Your recipients will get instant access to matching photos as you take them, and can choose to copy them into their own library. You can also turn off the shared library at any time.

Sharing links

Ryan Whitwam/IDG

When you share a photo in Google Photos, it pops up the standard Android share menu. However, there's a special option hidden in there. Tap "Create link," and you instantly create an album that can be shared with anyone. This works with multiple images, and there's also a toggle to allow others to add photos to the album at that link.

The link is copied to your clipboard, so you can send it to any app you want. Only those with access to the link will be able to see the album. Should you ever want to discontinue access to that shared image or images, just head over the shared tab in the Photos app. Your links are shown here, alongside regular albums. Tap on the link and use Menu > Delete. This is also where you can add more images to your shared link, if you so choose.

Archiving photos

Ryan Whitwam/IDG

Google Photos uploads everything, and sometimes you don't want all the stuff it backs up to be in the main feed. That doesn't mean you want to delete it, though. That's why archiving was added to Google Photos.
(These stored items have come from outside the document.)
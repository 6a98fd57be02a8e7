//! Backward-compatibility adapter for the legacy [`SecurityStage`] trait.
//!
//! The original Sprint-1 `SecurityStage` trait operates on `&str` inputs and
//! returns [`StageResult`] (pass/fail).  The new [`GuardrailStage`] trait uses
//! the richer [`Content`] enum and [`StageOutcome`].
//!
//! [`LegacyAdapter`] wraps any `SecurityStage` implementation and presents it
//! as a `GuardrailStage`, enabling existing stages to participate in the new
//! [`PipelineExecutor`](super::executor::PipelineExecutor) without rewrite.
//!
//! # Example
//!
//! ```rust,ignore
//! use vantage_guard::pipeline::compat::LegacyAdapter;
//! use vantage_guard::pipeline::executor::PipelineExecutor;
//!
//! // `MyOldStage` implements the legacy `SecurityStage` trait.
//! let adapted = LegacyAdapter::new(MyOldStage);
//!
//! let executor = PipelineExecutor::builder()
//!     .add_stage(adapted)
//!     .build();
//! ```
//!
//! # Limitations
//!
//! - Only the [`Content::Text`] variant is forwarded to the legacy stage.
//!   Non-text content returns [`StageOutcome::Skip`].
//! - The legacy `StageResult::metadata` is not propagated into `StageOutcome`
//!   (this may be revisited if needed for specific migration paths).

use async_trait::async_trait;

use super::content::Content;
use super::outcome::{Severity, StageError, StageOutcome};
use super::stage::{GuardrailStage, SecurityContext};
use super::{SecurityStage, StageResult};

// ── LegacyAdapter ──────────────────────────────────────────────────────

/// Wraps a legacy [`SecurityStage`] to implement [`GuardrailStage`].
///
/// See the [module-level docs](self) for usage and limitations.
pub struct LegacyAdapter<S> {
    inner: S,
}

impl<S: SecurityStage> LegacyAdapter<S> {
    /// Wrap a legacy stage.
    #[must_use]
    pub fn new(stage: S) -> Self {
        Self { inner: stage }
    }
}

#[async_trait]
impl<S: SecurityStage + 'static> GuardrailStage for LegacyAdapter<S> {
    fn id(&self) -> &str {
        self.inner.name()
    }

    async fn evaluate(
        &self,
        content: &Content,
        ctx: &SecurityContext,
    ) -> Result<StageOutcome, StageError> {
        // Only text content is supported by the legacy API.
        let text = match content {
            Content::Text(t) => t.as_str(),
            other => {
                return Ok(StageOutcome::skip(format!(
                    "legacy stage '{}' only supports text; got {}",
                    self.inner.name(),
                    other.variant_name(),
                )));
            }
        };

        // Build a legacy SecurityContext from the new one.
        let mut legacy_ctx = super::SecurityContext::new().with_session_id(ctx.session_id());
        if let Some(uid) = ctx.user_id() {
            legacy_ctx = legacy_ctx.with_metadata("user_id", uid);
        }

        // Delegate to the legacy stage.
        let result =
            self.inner
                .execute(text, &legacy_ctx)
                .await
                .map_err(|e| StageError::Internal {
                    stage: self.inner.name().to_owned(),
                    source: Box::new(e),
                })?;

        Ok(translate_result(result))
    }

    /// Legacy stages are always degradable to preserve existing behavior.
    fn degradable(&self) -> bool {
        true
    }
}

/// Convert a legacy [`StageResult`] into a [`StageOutcome`].
fn translate_result(result: StageResult) -> StageOutcome {
    if result.passed {
        StageOutcome::allow(1.0)
    } else {
        let reason = result
            .message
            .unwrap_or_else(|| "legacy stage blocked".into());
        StageOutcome::block(reason, Severity::Medium)
    }
}

// ── Tests ──────────────────────────────────────────────────────────────

#[cfg(test)]
mod tests {
    use super::*;
    use crate::pipeline::{PipelineError, SecurityStage, StageResult};

    // Alias the *legacy* SecurityContext to avoid confusion with the
    // new `stage::SecurityContext` imported via `super::*`.
    type LegacyCtx = crate::pipeline::SecurityContext;

    struct LegacyPass;

    #[async_trait]
    impl SecurityStage for LegacyPass {
        fn name(&self) -> &str {
            "legacy_pass"
        }
        async fn execute(
            &self,
            _input: &str,
            _ctx: &LegacyCtx,
        ) -> Result<StageResult, PipelineError> {
            Ok(StageResult::pass())
        }
    }

    struct LegacyFail;

    #[async_trait]
    impl SecurityStage for LegacyFail {
        fn name(&self) -> &str {
            "legacy_fail"
        }
        async fn execute(
            &self,
            _input: &str,
            _ctx: &LegacyCtx,
        ) -> Result<StageResult, PipelineError> {
            Ok(StageResult::fail("bad content"))
        }
    }

    #[tokio::test]
    async fn adapted_pass_becomes_allow() {
        let adapted = LegacyAdapter::new(LegacyPass);
        let content = Content::Text("hello".into());
        let ctx = SecurityContext::default();

        let outcome = adapted.evaluate(&content, &ctx).await.unwrap();
        assert!(outcome.is_allow());
    }

    #[tokio::test]
    async fn adapted_fail_becomes_block() {
        let adapted = LegacyAdapter::new(LegacyFail);
        let content = Content::Text("evil".into());
        let ctx = SecurityContext::default();

        let outcome = adapted.evaluate(&content, &ctx).await.unwrap();
        assert!(outcome.is_block());
    }

    #[tokio::test]
    async fn non_text_content_skips() {
        let adapted = LegacyAdapter::new(LegacyPass);
        let content = Content::ToolCall {
            tool_name: "fn".into(),
            arguments: serde_json::json!({}),
        };
        let ctx = SecurityContext::default();

        let outcome = adapted.evaluate(&content, &ctx).await.unwrap();
        assert!(outcome.is_skip());
    }

    #[tokio::test]
    async fn adapter_works_with_executor() {
        use crate::pipeline::executor::PipelineExecutor;

        let exec = PipelineExecutor::builder()
            .add_stage(LegacyAdapter::new(LegacyPass))
            .build();

        let content = Content::Text("safe".into());
        let ctx = SecurityContext::default();

        let result = exec.run(&content, &ctx).await.unwrap();
        assert!(result.is_allowed());
    }
}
To archive photos, open them or select multiple images at once using the quick-select trick explained above. Then, go to Menu > Archive. Archived photos will remain in your private archive, accessible via the navigation menu. Archived images are kept in any shared albums, but they won't clutter up your main feed. This is great for screenshots and images of receipts.

Google Photos had been getting plenty of attention because it's the perfect place to show off machine learning. That means we'll probably see new innovations on a regular basis. These tips are only the beginning.